Defendió un modelo de nación basada en la homogeneidad mediante el mestizaje de razas, lo cual terminaría con las profundas diferencias raciales. No deseaba un “blanqueamiento” de Brasil, sino que concebía como un deber del Estado estimular las uniones entre aborígenes, blancos y mulatos. “No se trataba de humanismo, sino de la creencia de que la integración favorecería a las elites, a las cuales atribuía el rol de centro irradiador de civilización”, afirma Dolhnikoff. “Sintomáticamente, utilizó un término químico, ‘amalgamado’, una aleación metálica homogénea, para explicar la necesidad de unificar a la sociedad, separada en grupos irreconciliables. Si no se amalgamaban esos muchos ‘metales distintos’, la joven nación corría el riesgo de romperse ante una convulsión política cualquiera”, señala Varela.

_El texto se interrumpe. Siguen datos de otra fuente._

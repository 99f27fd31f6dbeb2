//! Fill timing: when signals and stops turn into ledger mutations.
//!
//! Every bar is processed in this order, and the order is load-bearing:
//! 1. the signal queued on the previous bar fills at this bar's open
//! 2. the stop-loss is checked against this bar's high/low and fills intrabar
//!    at the stop price
//! 3. only if no stop fired, this bar is scanned for a new breakout, which is
//!    queued for the next bar's open (replacing anything still queued)
//!
//! Equity marking (step 4) belongs to the engine.

use log::debug;
use std::str::FromStr;

use super::error::BreakoutError;
use super::indicator::IndicatorSet;
use super::ledger::{EntryResult, PositionLedger, Side, TradeReason, TradeRecord};
use super::ohlcv::Bar;
use super::position::Direction;
use super::signal::{self, Signal, SignalKind};

/// What to do with a signal still queued after the last bar.
#[derive(Debug, Clone, Copy, PartialEq, Eq, Default)]
pub enum FinalPendingSignal {
    #[default]
    Discard,
    /// Fill it at the final close, before the forced close.
    ExecuteAtClose,
}

impl FromStr for FinalPendingSignal {
    type Err = String;

    fn from_str(s: &str) -> Result<Self, Self::Err> {
        match s.trim().to_lowercase().as_str() {
            "discard" => Ok(FinalPendingSignal::Discard),
            "execute_at_close" => Ok(FinalPendingSignal::ExecuteAtClose),
            other => Err(format!(
                "unknown value '{other}', expected discard or execute_at_close"
            )),
        }
    }
}

/// Everything that happened on one bar.
#[derive(Debug, Clone, Default, PartialEq)]
pub struct BarFills {
    pub records: Vec<TradeRecord>,
    pub stop_loss: bool,
    pub queued: Option<Signal>,
}

#[derive(Debug, Clone, PartialEq)]
pub struct ExecutionScheduler {
    stop_loss_mult: f64,
    pending: Option<Signal>,
}

impl ExecutionScheduler {
    pub fn new(stop_loss_mult: f64) -> Self {
        ExecutionScheduler {
            stop_loss_mult,
            pending: None,
        }
    }

    pub fn pending(&self) -> Option<Signal> {
        self.pending
    }

    pub fn on_bar(
        &mut self,
        ledger: &mut PositionLedger,
        bar: &Bar,
        indicators: &IndicatorSet,
        index: usize,
    ) -> Result<BarFills, BreakoutError> {
        let mut fills = BarFills {
            records: self.execute_pending(ledger, bar, index)?,
            ..BarFills::default()
        };

        if let Some(record) = self.check_stop_loss(ledger, bar, indicators.atr, index)? {
            fills.records.push(record);
            fills.stop_loss = true;
        }

        if !fills.stop_loss {
            fills.queued = self.scan(ledger, bar, indicators, index);
        }

        Ok(fills)
    }

    /// Fill the queued signal at the bar's open.
    pub fn execute_pending(
        &mut self,
        ledger: &mut PositionLedger,
        bar: &Bar,
        index: usize,
    ) -> Result<Vec<TradeRecord>, BreakoutError> {
        match self.pending.take() {
            Some(signal) => fill_signal(ledger, signal, bar.open, bar, index),
            None => Ok(Vec::new()),
        }
    }

    pub fn check_stop_loss(
        &self,
        ledger: &mut PositionLedger,
        bar: &Bar,
        atr: Option<f64>,
        index: usize,
    ) -> Result<Option<TradeRecord>, BreakoutError> {
        let Some(atr) = atr else {
            return Ok(None);
        };
        let position = ledger.position();
        let Some(stop) = position.stop_price(atr, self.stop_loss_mult) else {
            return Ok(None);
        };
        if !position.stop_hit(stop, bar.high, bar.low) {
            return Ok(None);
        }

        let reason = if position.is_long() {
            TradeReason::StopLossLong
        } else {
            TradeReason::StopLossShort
        };
        debug!("{}: stop-loss at {:.2} (atr {:.2})", bar.date, stop, atr);
        ledger.close(stop, bar.date, index, reason)
    }

    /// Queue a breakout from this bar unless it points the way we already face.
    fn scan(
        &mut self,
        ledger: &PositionLedger,
        bar: &Bar,
        indicators: &IndicatorSet,
        index: usize,
    ) -> Option<Signal> {
        let signal = signal::detect(bar, indicators, index)?;
        if signal.kind.direction() == ledger.direction() {
            return None;
        }
        debug!("{}: {} queued for next open", bar.date, signal.kind);
        self.pending = Some(signal);
        Some(signal)
    }

    /// Settle the run after the last bar: handle the leftover signal, then
    /// close any open position at the final close.
    pub fn finish(
        &mut self,
        ledger: &mut PositionLedger,
        last_bar: &Bar,
        last_index: usize,
        policy: FinalPendingSignal,
    ) -> Result<Vec<TradeRecord>, BreakoutError> {
        let mut records = Vec::new();

        if let Some(signal) = self.pending.take() {
            match policy {
                FinalPendingSignal::Discard => {
                    debug!("{}: discarding unfilled {}", last_bar.date, signal.kind);
                }
                FinalPendingSignal::ExecuteAtClose => {
                    records.extend(fill_signal(ledger, signal, last_bar.close, last_bar, last_index)?);
                }
            }
        }

        if let Some(record) = ledger.close(
            last_bar.close,
            last_bar.date,
            last_index,
            TradeReason::EndOfBacktest,
        )? {
            records.push(record);
        }

        Ok(records)
    }
}

fn fill_signal(
    ledger: &mut PositionLedger,
    signal: Signal,
    price: f64,
    bar: &Bar,
    index: usize,
) -> Result<Vec<TradeRecord>, BreakoutError> {
    let side = match signal.kind {
        SignalKind::LongBreakout => Side::Long,
        SignalKind::ShortBreakout => Side::Short,
    };

    match ledger.direction() {
        Direction::Flat => {
            match ledger.open(side, price, bar.date, index, TradeReason::entry(side))? {
                EntryResult::Entered(record) => Ok(vec![record]),
                EntryResult::AlreadyPositioned | EntryResult::InsufficientEquity => Ok(Vec::new()),
            }
        }
        held if held == Direction::from(side) => {
            debug!("{}: already {}, ignoring {}", bar.date, held, signal.kind);
            Ok(Vec::new())
        }
        _ => ledger.reverse(side, price, bar.date, index),
    }
}
//! Backtest engine and event loop.
//!
//! One `BacktestEngine` owns all mutable state of a run (ledger, queued signal,
//! logs), so independent runs can execute side by side on separate threads.

use chrono::NaiveDate;
use log::info;

use super::config_validation::validate_backtest_config;
use super::error::BreakoutError;
use super::execution::{ExecutionScheduler, FinalPendingSignal};
use super::indicator::{compute_indicators, IndicatorParams, IndicatorSet};
use super::ledger::{PositionLedger, TradeRecord};
use super::ohlcv::Bar;

/// Inclusive calendar window.
#[derive(Debug, Clone, Copy, PartialEq, Eq)]
pub struct DateRange {
    pub start: NaiveDate,
    pub end: NaiveDate,
}

impl DateRange {
    pub fn contains(&self, date: NaiveDate) -> bool {
        date >= self.start && date <= self.end
    }
}

#[derive(Debug, Clone, PartialEq)]
pub struct BacktestConfig {
    pub lookback_period: usize,
    pub range_mult: f64,
    pub stop_loss_mult: f64,
    pub atr_period: usize,
    pub initial_capital: f64,
    /// Fraction of notional, e.g. 0.001 for 0.1%.
    pub commission_rate: f64,
    /// Fraction of equity committed per entry, in (0, 1].
    pub position_pct_of_equity: f64,
    pub date_range: Option<DateRange>,
    pub final_pending_signal: FinalPendingSignal,
}

impl Default for BacktestConfig {
    fn default() -> Self {
        BacktestConfig {
            lookback_period: 20,
            range_mult: 0.5,
            stop_loss_mult: 2.5,
            atr_period: 14,
            initial_capital: 100_000.0,
            commission_rate: 0.001,
            position_pct_of_equity: 0.99,
            date_range: None,
            final_pending_signal: FinalPendingSignal::Discard,
        }
    }
}

impl BacktestConfig {
    pub fn indicator_params(&self) -> IndicatorParams {
        IndicatorParams {
            lookback_period: self.lookback_period,
            range_mult: self.range_mult,
            atr_period: self.atr_period,
        }
    }
}

/// Equity marked at a bar's close.
#[derive(Debug, Clone, PartialEq)]
#[cfg_attr(feature = "serde", derive(serde::Serialize))]
pub struct EquityPoint {
    pub date: NaiveDate,
    /// Realized equity held by the ledger.
    pub equity: f64,
    pub unrealized_pnl: f64,
    pub total_equity: f64,
    /// Percent below the running peak of `total_equity`; zero or negative.
    pub drawdown_pct: f64,
}

#[derive(Debug, Clone, PartialEq)]
pub struct BacktestResult {
    pub trades: Vec<TradeRecord>,
    pub equity_curve: Vec<EquityPoint>,
    /// Per-bar indicator values, aligned with `equity_curve`.
    pub indicators: Vec<IndicatorSet>,
    pub final_equity: f64,
}

pub struct BacktestEngine {
    config: BacktestConfig,
    ledger: PositionLedger,
    scheduler: ExecutionScheduler,
    trades: Vec<TradeRecord>,
    equity_curve: Vec<EquityPoint>,
    peak_equity: Option<f64>,
}

impl BacktestEngine {
    /// Validates `config` up front; nothing is simulated on a bad config.
    pub fn new(config: BacktestConfig) -> Result<Self, BreakoutError> {
        validate_backtest_config(&config)?;
        Ok(BacktestEngine {
            ledger: PositionLedger::new(
                config.initial_capital,
                config.commission_rate,
                config.position_pct_of_equity,
            ),
            scheduler: ExecutionScheduler::new(config.stop_loss_mult),
            trades: Vec::new(),
            equity_curve: Vec::new(),
            peak_equity: None,
            config,
        })
    }

    /// Simulate over `bars` (ascending, unique dates) and hand back the logs.
    pub fn run(mut self, bars: &[Bar]) -> Result<BacktestResult, BreakoutError> {
        let bars = select_range(bars, self.config.date_range);
        let indicators = compute_indicators(bars, &self.config.indicator_params())?;

        if let (Some(first), Some(last)) = (bars.first(), bars.last()) {
            info!(
                "Running backtest: {} bars, {} to {}",
                bars.len(),
                first.date,
                last.date
            );
        } else {
            info!("Running backtest: no bars in range");
        }

        for (index, (bar, set)) in bars.iter().zip(&indicators).enumerate() {
            let fills = self.scheduler.on_bar(&mut self.ledger, bar, set, index)?;
            self.trades.extend(fills.records);
            self.mark_equity(bar);
        }

        if let Some(last) = bars.last() {
            let records = self.scheduler.finish(
                &mut self.ledger,
                last,
                bars.len() - 1,
                self.config.final_pending_signal,
            )?;
            self.trades.extend(records);
        }

        let final_equity = self.ledger.equity();
        info!(
            "Backtest complete: {} trades, final equity {:.2}",
            self.trades.len(),
            final_equity
        );

        Ok(BacktestResult {
            trades: self.trades,
            equity_curve: self.equity_curve,
            indicators,
            final_equity,
        })
    }

    fn mark_equity(&mut self, bar: &Bar) {
        let equity = self.ledger.equity();
        let unrealized_pnl = self.ledger.unrealized_pnl(bar.close);
        let total_equity = equity + unrealized_pnl;

        let peak = self.peak_equity.map_or(total_equity, |p| p.max(total_equity));
        self.peak_equity = Some(peak);
        let drawdown_pct = if peak > 0.0 {
            (total_equity - peak) / peak * 100.0
        } else {
            0.0
        };

        self.equity_curve.push(EquityPoint {
            date: bar.date,
            equity,
            unrealized_pnl,
            total_equity,
            drawdown_pct,
        });
    }
}

/// Convenience wrapper: validate, build a fresh engine, run.
pub fn run_backtest(bars: &[Bar], config: &BacktestConfig) -> Result<BacktestResult, BreakoutError> {
    BacktestEngine::new(config.clone())?.run(bars)
}

/// Bars are sorted, so the window is a contiguous sub-slice.
fn select_range(bars: &[Bar], range: Option<DateRange>) -> &[Bar] {
    match range {
        None => bars,
        Some(range) => {
            let start = bars.partition_point(|b| b.date < range.start);
            let end = bars.partition_point(|b| b.date <= range.end);
            &bars[start..end.max(start)]
        }
    }
}

#[cfg(test)]
mod tests {
    use super::*;
    use crate::domain::ledger::TradeAction;
    use approx::assert_relative_eq;

    fn day(n: i64) -> NaiveDate {
        NaiveDate::from_ymd_opt(2024, 1, 1).unwrap() + chrono::Duration::days(n)
    }

    fn flat_bars(n: usize, price: f64) -> Vec<Bar> {
        (0..n)
            .map(|i| Bar {
                date: day(i as i64),
                open: price,
                high: price,
                low: price,
                close: price,
                volume: 1.0,
            })
            .collect()
    }

    fn small_config() -> BacktestConfig {
        BacktestConfig {
            lookback_period: 3,
            atr_period: 2,
            ..BacktestConfig::default()
        }
    }

    #[test]
    fn default_matches_reference_strategy() {
        let c = BacktestConfig::default();
        assert_eq!(c.lookback_period, 20);
        assert_relative_eq!(c.range_mult, 0.5);
        assert_relative_eq!(c.stop_loss_mult, 2.5);
        assert_eq!(c.atr_period, 14);
        assert_relative_eq!(c.initial_capital, 100_000.0);
        assert_relative_eq!(c.commission_rate, 0.001);
        assert_relative_eq!(c.position_pct_of_equity, 0.99);
        assert_eq!(c.final_pending_signal, FinalPendingSignal::Discard);
    }

    #[test]
    fn invalid_config_fails_before_running() {
        let config = BacktestConfig {
            atr_period: 0,
            ..small_config()
        };
        assert!(matches!(
            BacktestEngine::new(config),
            Err(BreakoutError::ConfigInvalid { .. })
        ));
    }

    #[test]
    fn one_equity_point_per_bar() {
        let result = run_backtest(&flat_bars(10, 50.0), &small_config()).unwrap();
        assert_eq!(result.equity_curve.len(), 10);
        assert_eq!(result.indicators.len(), 10);
        assert!(result.trades.is_empty());
        assert_relative_eq!(result.final_equity, 100_000.0);
    }

    #[test]
    fn empty_series_returns_initial_capital() {
        let result = run_backtest(&[], &small_config()).unwrap();
        assert!(result.trades.is_empty());
        assert!(result.equity_curve.is_empty());
        assert_relative_eq!(result.final_equity, 100_000.0);
    }

    #[test]
    fn date_range_trims_series() {
        let config = BacktestConfig {
            date_range: Some(DateRange {
                start: day(2),
                end: day(5),
            }),
            ..small_config()
        };
        let result = run_backtest(&flat_bars(10, 50.0), &config).unwrap();
        assert_eq!(result.equity_curve.len(), 4);
        assert_eq!(result.equity_curve[0].date, day(2));
        assert_eq!(result.equity_curve[3].date, day(5));
    }

    #[test]
    fn date_range_outside_series_is_empty() {
        let config = BacktestConfig {
            date_range: Some(DateRange {
                start: day(100),
                end: day(200),
            }),
            ..small_config()
        };
        let result = run_backtest(&flat_bars(10, 50.0), &config).unwrap();
        assert!(result.equity_curve.is_empty());
    }

    #[test]
    fn equity_point_marks_open_position() {
        let mut bars = flat_bars(8, 100.0);
        bars[4].high = 120.0;
        bars[6].close = 110.0;
        let result = run_backtest(&bars, &small_config()).unwrap();

        assert_eq!(result.trades[0].action, TradeAction::Long);
        assert_eq!(result.trades[0].bar_index, 5);

        let entry = &result.trades[0];
        let point = &result.equity_curve[6];
        assert_relative_eq!(point.equity, entry.equity_after);
        assert_relative_eq!(point.unrealized_pnl, 10.0 * entry.size);
        assert_relative_eq!(point.total_equity, point.equity + point.unrealized_pnl);
    }

    #[test]
    fn drawdown_tracks_running_peak() {
        let mut bars = flat_bars(8, 100.0);
        bars[4].high = 120.0;
        bars[6].close = 110.0;
        bars[7].close = 105.0;
        let result = run_backtest(&bars, &small_config()).unwrap();

        let curve = &result.equity_curve;
        assert!(curve.iter().all(|p| p.drawdown_pct <= 0.0));
        assert_eq!(curve[6].drawdown_pct, 0.0);
        let expected = (curve[7].total_equity - curve[6].total_equity) / curve[6].total_equity * 100.0;
        assert_relative_eq!(curve[7].drawdown_pct, expected);
    }

    #[test]
    fn date_range_contains_is_inclusive() {
        let range = DateRange {
            start: day(0),
            end: day(2),
        };
        assert!(range.contains(day(0)));
        assert!(range.contains(day(2)));
        assert!(!range.contains(day(3)));
    }
}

“Su defensa de la abolición seguía el mismo principio. La esclavitud propiciaba una elite ociosa y violenta y, por consiguiente, inculta, un obstáculo para el desarrollo. También era responsable de la destrucción inútil de las selvas”, dice Dolhnikoff. No obstante, no era tan irrealista como para proponer la abolición inmediata. Prefería un cambio gradual, apuntando a la reforma de la práctica agrícola, que debería modernizarse mediante la instrucción científica del “agricultor ignorante”, y por el sistema de sexmos. Se enfrentó con los grandes terratenientes al proponer que las tierras sin cultivar fueran confiscadas por el gobierno y vendidas, destinando el dinero para los pobres, para poder incluirlos socialmente.
“Deseaba construir una nación dirigida por una monarquía constitucional y para eso necesitaría el apoyo de la mayoría de la elite, y la nación que él quería construir no era la que esa elite deseaba”, apunta Dolhnikoff. No se daba cuenta de que estaba en un país con ideas fuera de lugar. “La identificación de una ciudadanía brasileña con universalidad étnica y religiosa aún constituye una utopía válida para cualquier nación. José Bonifácio fue el primer pensador en concebir una forma acabada de esa idea”, señala Caldeira. “Desde entonces se han elaborado varios proyectos reformistas, teniendo como modelo el mundo desarrollado, sin mejores resultados que los que obtuviera Bonifácio”, comenta la historiadora. Más allá de los proyectos, de todos modos dejó como legado para el país una gran colección de minerales y una biblioteca con más de 1.500 obras, algo inmenso para la época. Ambas desaparecieron casi por completo en medio del temerario desinterés nacional por el saber.